Так рождается классический опыт безумия. Великая опасность, грозившая миру в XV в., отступает; присмирели могучие тревожные силы, заполонявшие картины Босха. Безумие сохраняет свои формы, но теперь они, покорные и проницаемые для взгляда, составляют непременную свиту разума. Безумие перестало быть одной из фигур эсхатологии — какой-то пограничной зоной между миром, человеком и смертью; рассеялась тьма, куда был устремлен взор, тьма, порождавшая формы невозможного. Забвение окутывает тот мир, воды которого бороздил в своем вольном рабстве Корабль дураков; странствие его больше не таинственный переход из одной запредельности мира в другую; и сам он больше не абсолютный и ускользающий, как линия горизонта, предел. Отныне он прочно стал на якорь среди людей и вещей. Надежно и навечно. Из лодки он превратился в больницу.

Чуть больше века минуло с того времени, когда челноки дураков были в великом почете, и вот уже в литературе возникает тема “Госпиталя для умалишенных”. Здесь каждый, кто помешался в уме, занимает определенное место, установленное истинным человеческим разумом, и изъясняется на языке примера, противоречия и иронии, т. е. на языке Мудрости, только наоборот: “…Госпиталь для неизлечимых умалишенных, в коем выведены одно за другим все безумства и умственные помешательства, равно у мужчин и у женщин, сочинение столь же полезное, сколь и развлекательное и для обретения истинной мудрости необходимое”109. Каждая форма безумия получает в этом госпитале и подобающее место, и знаки отличия, и собственного бога-покровителя: безумие исступленное и болтливое, символом которого служит дурак, взгромоздившийся на стул, распаляется под взглядом Минервы; мрачные меланхолики, бегущие в поля, эти одинокие, жадные волки, находятся под покровительством Юпитера, бога, превращающего людей в животных; а следом за ними идут и “безумцы-пьяницы”, и “безумцы беспамятные и ничего не смыслящие”, и “безумцы полусонные и полумертвые”, и “безумцы выдохшиеся и пустоголовые”… Причем весь этот мир беспорядка, в свою очередь, произносит в безупречном порядке “Похвальное слово” Разуму. Уже в этом “Госпитале” на смену погружению на корабль приходит помещение под замок.

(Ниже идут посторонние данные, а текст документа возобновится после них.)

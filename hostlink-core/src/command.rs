use anyhow::Context;
use std::io::Read;
use std::process::{Child, Command, Stdio};
use std::sync::{mpsc, Arc};
use std::thread;
use std::time::{Duration, Instant};

pub const DEFAULT_PROBE_TIMEOUT: Duration = Duration::from_millis(500);

const POLL_INTERVAL: Duration = Duration::from_millis(10);

/// Runs a shell command line and hands back its stdout.
///
/// A non-zero exit, a spawn failure or a timeout is an `Err`; callers doing
/// capability detection treat any `Err` as "not present".
pub trait CommandRunner: Send + Sync {
  fn run(&self, cmd: &str) -> anyhow::Result<String>;
}

impl<T: CommandRunner + ?Sized> CommandRunner for Arc<T> {
  fn run(&self, cmd: &str) -> anyhow::Result<String> {
    (**self).run(cmd)
  }
}

/// `sh -c <cmd>` in its own process group. The deadline covers the whole
/// run, including stdout reaching EOF.
#[derive(Debug, Clone)]
pub struct ShellRunner {
  timeout: Duration,
}

impl ShellRunner {
  pub fn new(timeout: Duration) -> Self {
    Self { timeout }
  }

  pub fn timeout(&self) -> Duration {
    self.timeout
  }
}

impl Default for ShellRunner {
  fn default() -> Self {
    Self::new(DEFAULT_PROBE_TIMEOUT)
  }
}

impl CommandRunner for ShellRunner {
  fn run(&self, cmd: &str) -> anyhow::Result<String> {
    let deadline = Instant::now() + self.timeout;

    let mut command = Command::new("sh");
    command
      .args(["-c", cmd])
      .stdin(Stdio::null())
      .stdout(Stdio::piped())
      .stderr(Stdio::null());
    #[cfg(unix)]
    {
      use std::os::unix::process::CommandExt;
      command.process_group(0);
    }

    let mut child = command
      .spawn()
      .with_context(|| format!("spawn `{cmd}`"))?;

    let mut stdout = child
      .stdout
      .take()
      .ok_or_else(|| anyhow::anyhow!("stdout not captured for `{cmd}`"))?;
    let (tx, rx) = mpsc::channel();
    thread::spawn(move || {
      let mut buf = Vec::new();
      let _ = stdout.read_to_end(&mut buf);
      let _ = tx.send(buf);
    });

    let status = loop {
      if let Some(status) = child.try_wait().with_context(|| format!("wait `{cmd}`"))? {
        break status;
      }
      if Instant::now() >= deadline {
        kill_group(&mut child);
        anyhow::bail!(
          "`{cmd}` timed out after {}ms",
          self.timeout.as_millis()
        );
      }
      thread::sleep(POLL_INTERVAL);
    };

    // `sh` is gone but a background member of the group may still hold the pipe.
    let out = match rx.recv_timeout(deadline.saturating_duration_since(Instant::now())) {
      Ok(buf) => buf,
      Err(_) => {
        kill_group(&mut child);
        anyhow::bail!(
          "`{cmd}` kept stdout open past {}ms",
          self.timeout.as_millis()
        );
      }
    };

    if !status.success() {
      anyhow::bail!("`{cmd}` exited with {status}");
    }

    Ok(String::from_utf8_lossy(&out).into_owned())
  }
}

fn kill_group(child: &mut Child) {
  #[cfg(unix)]
  {
    use nix::sys::signal::{killpg, Signal};
    use nix::unistd::Pid;
    // The group id is the pid of `sh`, which led the group at spawn.
    let _ = killpg(Pid::from_raw(child.id() as i32), Signal::SIGKILL);
  }
  let _ = child.kill();
  let _ = child.wait();
}
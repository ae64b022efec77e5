use crate::containment::RouteProbeKind;
use crate::environment::Environment;
use crate::proxy_client::ClientRoute;
use crate::service_mode::ServiceControlMode;
use crate::settings::{ConnectionState, ServerRef, Setting};
use serde::Serialize;

#[derive(Debug, Clone, PartialEq, Eq)]
pub enum ConsoleCommand {
  Help,
  ServiceMode,
  Gateway(RouteProbeKind),
  Client,
  Report,
}

impl ConsoleCommand {
  pub fn from_args(args: &[String]) -> anyhow::Result<Self> {
    if args.iter().any(|a| a == "--help" || a == "-h") {
      return Ok(Self::Help);
    }

    if args.iter().any(|a| a == "--service-mode") {
      return Ok(Self::ServiceMode);
    }

    if let Some(i) = args.iter().position(|a| a == "--gateway") {
      let kind = match args.get(i + 1).map(|s| s.as_str()) {
        None | Some("head") => RouteProbeKind::DefaultRouteHead,
        Some("grep") => RouteProbeKind::DefaultRouteGrep,
        Some(other) if other.starts_with("--") => RouteProbeKind::DefaultRouteHead,
        Some(other) => {
          anyhow::bail!("unknown `--gateway` probe `{other}`; expected head|grep")
        }
      };
      return Ok(Self::Gateway(kind));
    }

    if args.iter().any(|a| a == "--client") {
      return Ok(Self::Client);
    }

    if args.iter().any(|a| a == "--report") {
      return Ok(Self::Report);
    }

    Ok(Self::Help)
  }
}

#[derive(Debug, Serialize)]
pub struct Report {
  pub service_mode: ServiceControlMode,
  pub in_container: bool,
  pub gateway_head: String,
  pub gateway_grep: String,
  pub process_running: bool,
  pub connected_server: Option<ServerRef>,
  pub setting: Setting,
  pub route: ClientRoute,
}

pub fn build_report(env: &Environment) -> Report {
  Report {
    service_mode: env.service_mode(),
    in_container: env.in_container(),
    gateway_head: env.gateway_host(RouteProbeKind::DefaultRouteHead),
    gateway_grep: env.gateway_host(RouteProbeKind::DefaultRouteGrep),
    process_running: env.state.is_managed_process_running(),
    connected_server: env.state.connected_server(),
    setting: env.state.snapshot().setting,
    route: env.selector().route(),
  }
}

pub fn run(env: &Environment, cmd: &ConsoleCommand) -> anyhow::Result<()> {
  match cmd {
    ConsoleCommand::Help => print_help(),
    ConsoleCommand::ServiceMode => println!("{}", env.service_mode()),
    ConsoleCommand::Gateway(kind) => {
      let in_container = env.in_container();
      println!("In container: {in_container}");
      println!("Gateway host: {}", env.gateway_host(*kind));
    }
    ConsoleCommand::Client => {
      let selected = env.selector().select()?;
      match selected.route {
        ClientRoute::Direct => println!("Outbound client: direct"),
        ClientRoute::Proxied { url } => println!("Outbound client: proxied via {url}"),
      }
    }
    ConsoleCommand::Report => {
      let report = build_report(env);
      println!("{}", serde_json::to_string_pretty(&report)?);
    }
  }
  Ok(())
}

fn print_help() {
  println!(
    "\
hostlink {}

Usage: hostlink [--readonly] <command>

Commands:
  --service-mode        print the service control mode in effect
  --gateway [head|grep] print the host the proxy ports are reached at
  --client              build the automatically selected outbound client
  --report              print everything above as JSON
  --version             print the version

Environment:
  HOSTLINK_HOME          base directory (default /etc/hostlink)
  HOSTLINK_SERVICE_MODE  overrides environment.service_mode",
    env!("CARGO_PKG_VERSION")
  );
}

#[cfg(test)]
mod tests {
  use super::*;
  use crate::containment::{SystemContainment, LOOPBACK_HOST};
  use crate::testing::ScriptedRunner;
  use std::sync::Arc;

  fn args(list: &[&str]) -> Vec<String> {
    list.iter().map(|s| s.to_string()).collect()
  }

  #[test]
  fn parses_commands() {
    assert_eq!(
      ConsoleCommand::from_args(&args(&["hostlink", "--service-mode"])).unwrap(),
      ConsoleCommand::ServiceMode
    );
    assert_eq!(
      ConsoleCommand::from_args(&args(&["hostlink", "--readonly", "--client"])).unwrap(),
      ConsoleCommand::Client
    );
    assert_eq!(
      ConsoleCommand::from_args(&args(&["hostlink"])).unwrap(),
      ConsoleCommand::Help
    );
  }

  #[test]
  fn gateway_probe_kind_defaults_to_head() {
    assert_eq!(
      ConsoleCommand::from_args(&args(&["hostlink", "--gateway"])).unwrap(),
      ConsoleCommand::Gateway(RouteProbeKind::DefaultRouteHead)
    );
    assert_eq!(
      ConsoleCommand::from_args(&args(&["hostlink", "--gateway", "grep"])).unwrap(),
      ConsoleCommand::Gateway(RouteProbeKind::DefaultRouteGrep)
    );
    assert!(ConsoleCommand::from_args(&args(&["hostlink", "--gateway", "tail"])).is_err());
  }

  #[test]
  fn report_reflects_snapshot_and_explicit_mode() {
    let dir = tempfile::tempdir().unwrap();
    std::fs::write(
      dir.path().join("state.toml"),
      "[setting]\ntransparent = \"proxy\"\nproxy_mode_when_subscribe = \"proxy\"\n",
    )
    .unwrap();
    let root = tempfile::tempdir().unwrap();

    let mut cfg = crate::config::Config::default();
    cfg.environment.service_mode = "common".to_string();
    cfg.state.process_name = "v2ray".to_string();
    let runner = Arc::new(ScriptedRunner::new().fail("pgrep -x v2ray"));
    let env = Environment::from_parts(
      dir.path(),
      cfg,
      runner.clone(),
      Box::new(SystemContainment::with_root(root.path())),
    );

    let report = build_report(&env);
    assert_eq!(report.service_mode, ServiceControlMode::Universal);
    assert!(!report.in_container);
    assert_eq!(report.gateway_head, LOOPBACK_HOST);
    assert_eq!(report.gateway_grep, LOOPBACK_HOST);
    assert!(!report.process_running);
    assert!(report.connected_server.is_none());
    assert_eq!(report.route, ClientRoute::Direct);

    let json = serde_json::to_value(&report).unwrap();
    assert_eq!(json["setting"]["transparent"], "proxy");
    assert_eq!(json["route"]["kind"], "direct");

    // Outside a container no route is read; only liveness hits the shell.
    assert!(runner.calls().iter().all(|c| c == "pgrep -x v2ray"), "{:?}", runner.calls());
  }

  #[test]
  fn report_in_container_reads_gateway_through_the_shell() {
    let dir = tempfile::tempdir().unwrap();
    let root = tempfile::tempdir().unwrap();
    std::fs::write(root.path().join(".dockerenv"), "").unwrap();

    let runner = Arc::new(
      ScriptedRunner::new()
        .ok(RouteProbeKind::DefaultRouteHead.command(), "10.0.0.1\n")
        .ok(RouteProbeKind::DefaultRouteGrep.command(), "172.17.0.1\n")
        .ok("pgrep -x v2ray", "4242\n"),
    );
    let env = Environment::from_parts(
      dir.path(),
      crate::config::Config::default(),
      runner,
      Box::new(SystemContainment::with_root(root.path())),
    );

    let report = build_report(&env);
    assert!(report.in_container);
    assert_eq!(report.gateway_head, "10.0.0.1");
    assert_eq!(report.gateway_grep, "172.17.0.1");
    assert!(report.process_running);
  }
}
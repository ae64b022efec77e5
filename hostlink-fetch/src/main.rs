use anyhow::Context;

fn main() -> anyhow::Result<()> {
  let args: Vec<String> = std::env::args().collect();

  if args.iter().any(|a| a == "--version") {
    println!("{}", env!("CARGO_PKG_VERSION"));
    return Ok(());
  }

  let opts = hostlink_fetch::FetchOptions::from_args(&args)?;
  hostlink_fetch::run(&opts).context("hostlink-fetch run")
}
use anyhow::Context;
use hostlink_core::{logging, paths, Environment, ProxyClientFactory};
use reqwest::blocking::Client;
use reqwest::Url;
use std::fs;
use std::io::{Read, Write};
use std::path::{Path, PathBuf};
use std::time::Duration;

const DEFAULT_MAX_BYTES: usize = 8 * 1024 * 1024;
const DEFAULT_TIMEOUT_SECS: u64 = 30;

#[derive(Debug, Clone)]
pub struct FetchOptions {
  pub url: Url,
  pub out: Option<PathBuf>,
  pub max_bytes: usize,
  pub timeout: Duration,
}

impl FetchOptions {
  pub fn from_args(args: &[String]) -> anyhow::Result<Self> {
    let mut url = None;
    let mut out = None;
    let mut max_bytes = DEFAULT_MAX_BYTES;
    let mut timeout_secs = DEFAULT_TIMEOUT_SECS;

    let mut it = args.iter().skip(1);
    while let Some(arg) = it.next() {
      match arg.as_str() {
        "--out" => out = Some(PathBuf::from(flag_value(&mut it, "--out")?)),
        "--max-bytes" => {
          max_bytes = flag_value(&mut it, "--max-bytes")?
            .parse()
            .context("`--max-bytes` expects a byte count")?;
        }
        "--timeout-secs" => {
          timeout_secs = flag_value(&mut it, "--timeout-secs")?
            .parse()
            .context("`--timeout-secs` expects whole seconds")?;
        }
        other if other.starts_with("--") => anyhow::bail!("unknown flag `{other}`"),
        other => {
          if url.is_some() {
            anyhow::bail!("expected a single URL, got another: {other}");
          }
          url = Some(Url::parse(other).with_context(|| format!("invalid URL: {other}"))?);
        }
      }
    }

    let url = url.ok_or_else(|| {
      anyhow::anyhow!("usage: hostlink-fetch <url> [--out <path>] [--max-bytes N] [--timeout-secs N]")
    })?;
    if !matches!(url.scheme(), "http" | "https") {
      anyhow::bail!("only http and https URLs can be fetched");
    }
    if max_bytes == 0 || timeout_secs == 0 {
      anyhow::bail!("`--max-bytes` and `--timeout-secs` must be > 0");
    }

    Ok(Self {
      url,
      out,
      max_bytes,
      timeout: Duration::from_secs(timeout_secs),
    })
  }
}

fn flag_value<'a>(
  it: &mut impl Iterator<Item = &'a String>,
  flag: &str,
) -> anyhow::Result<&'a String> {
  it.next()
    .ok_or_else(|| anyhow::anyhow!("`{flag}` needs a value"))
}

/// Installs stderr logging unless the process already has a subscriber.
pub fn init_logging(level: &str) {
  if let Err(e) = logging::init_stderr(level) {
    tracing::debug!(error = %e, "keeping existing tracing subscriber");
  }
}

pub fn run(opts: &FetchOptions) -> anyhow::Result<()> {
  let env = Environment::load(&paths::base_dir(), true)?;
  init_logging(&env.config.logging.level);

  let factory = ProxyClientFactory::new().with_timeout(opts.timeout);
  let selector = env.selector_with(&factory);

  let selected = selector.select().context("select outbound client")?;
  tracing::info!(route = ?selected.route, url = %safe_url_label(&opts.url), "fetching");

  let body = http_get_bytes(&selected.client, &opts.url, opts.max_bytes)?;
  match &opts.out {
    Some(path) => {
      write_atomic(path, &body)?;
      tracing::info!(bytes = body.len(), path = %path.display(), "saved");
    }
    None => {
      let mut stdout = std::io::stdout().lock();
      stdout.write_all(&body)?;
      stdout.flush()?;
    }
  }
  Ok(())
}

pub fn http_get_bytes(client: &Client, url: &Url, max_bytes: usize) -> anyhow::Result<Vec<u8>> {
  let response = client
    .get(url.clone())
    .send()
    .with_context(|| format!("GET {}", safe_url_label(url)))?;

  let status = response.status();
  if !status.is_success() {
    anyhow::bail!(
      "unexpected HTTP status {} for {}",
      status.as_u16(),
      safe_url_label(url)
    );
  }

  read_with_limit(response, max_bytes)
}

fn read_with_limit(reader: impl Read, max_bytes: usize) -> anyhow::Result<Vec<u8>> {
  let mut out = Vec::new();
  reader
    .take(max_bytes.saturating_add(1) as u64)
    .read_to_end(&mut out)
    .context("read response body")?;

  if out.len() > max_bytes {
    anyhow::bail!("response exceeds max size {} bytes", max_bytes);
  }
  Ok(out)
}

/// Host and path only; subscription URLs carry tokens in the query.
fn safe_url_label(url: &Url) -> String {
  let host = url.host_str().unwrap_or("<no-host>");
  let path = match url.path() {
    "" => "/",
    p => p,
  };
  format!("{host}{path}")
}

fn write_atomic(path: &Path, contents: &[u8]) -> anyhow::Result<()> {
  let parent = match path.parent() {
    Some(p) if !p.as_os_str().is_empty() => p,
    _ => Path::new("."),
  };
  fs::create_dir_all(parent)?;

  let tmp = parent.join(format!(
    ".{}.tmp",
    path.file_name().unwrap_or_default().to_string_lossy()
  ));
  fs::write(&tmp, contents).with_context(|| format!("write {}", tmp.display()))?;
  fs::rename(&tmp, path).with_context(|| format!("rename into {}", path.display()))?;
  Ok(())
}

Укрощенное безумие сохраняет все внешние признаки своего всевластия. Теперь оно причастно всем начинаниям разума и сопутствует истине в ее упорных трудах. Оно играет на поверхности вещей, в сиянии дня, его область — игра кажимости, относительность реального и иллюзорного, та бесконечная, вечно рвущаяся и вечно свивающаяся снова нить, что одновременно и связует, и разделяет истину и видимость. Оно — тайна и очевидность, правда и ложь, тень и свет. Оно манит переливами красок; оно снисходительно, это безумие, и уже непрочно и зыбко — центральный образ эпохи барокко.

Нет ничего удивительного в том, что оно так часто встречается нам в романах и театральных пьесах. Нет ничего удивительного в том, что оно в буквальном смысле бродит по улицам. Франсуа Кольте сталкивался с ним тысячу раз, выходя из дома:

Вот дурачок, за ним мальчишки,
Смеясь, по улице бегут. …
Смотри: здесь дурень делом занят.
Бедняга, что же делать станет
Он с этим ворохом тряпья?
Слыхал я злобных дур, чье пенье —
Одна лишь брань и поношенья…110

Силуэт безумия привычно вписывается в панораму общественной жизни. Старинные братства дураков, их празднества, их сборища и речи вновь доставляют всем живейшее удовольствие. Все общество разделяется на рьяных сторонников и не менее рьяных противников Никола Жубера, больше известного под именем Ангульван: он объявляет себя Князем дураков, а Валанти Леконт и Жак Рено оспаривают у него сей титул; сколько вокруг этого рождается памфлетов, судебных тяжб, защитительных речей! Его адвокат свидетельствует и ручается, что он — “пустая голова, иссохшая тыква, без капельки здравого смысла, медная фляга; из мозгов у него все винтики повывалились, в голове не осталось ни единой целой пружинки или колесика”111. Блюэ д'Арбер, именовавший себя графом де Пермисьон — графом Позволяйским, — пользуется поддержкой рода Креки, Ледигьеров, Буйонов, Немуров; в 1602 г. он публикует свои произведения (или кто-то публикует их вместо него), где автор уведомляет читателя, что “не умеет ни читать, ни писать и отродясь тому не учился”, но что движет им “вдохновение, Богом и ангелами ниспосланное”112. Пьер Дюпюи, упомянутый Ренье в шестой сатире113, - по словам Брасканбийя, “долгополый архидурак”114; сам же он в своем “Увещевании на пробуждение мэтра Гийома” заявляет, что “умом вознесся до порога третьего градуса луны”. Множество таких же персонажей выведено в четырнадцатой сатире Ренье.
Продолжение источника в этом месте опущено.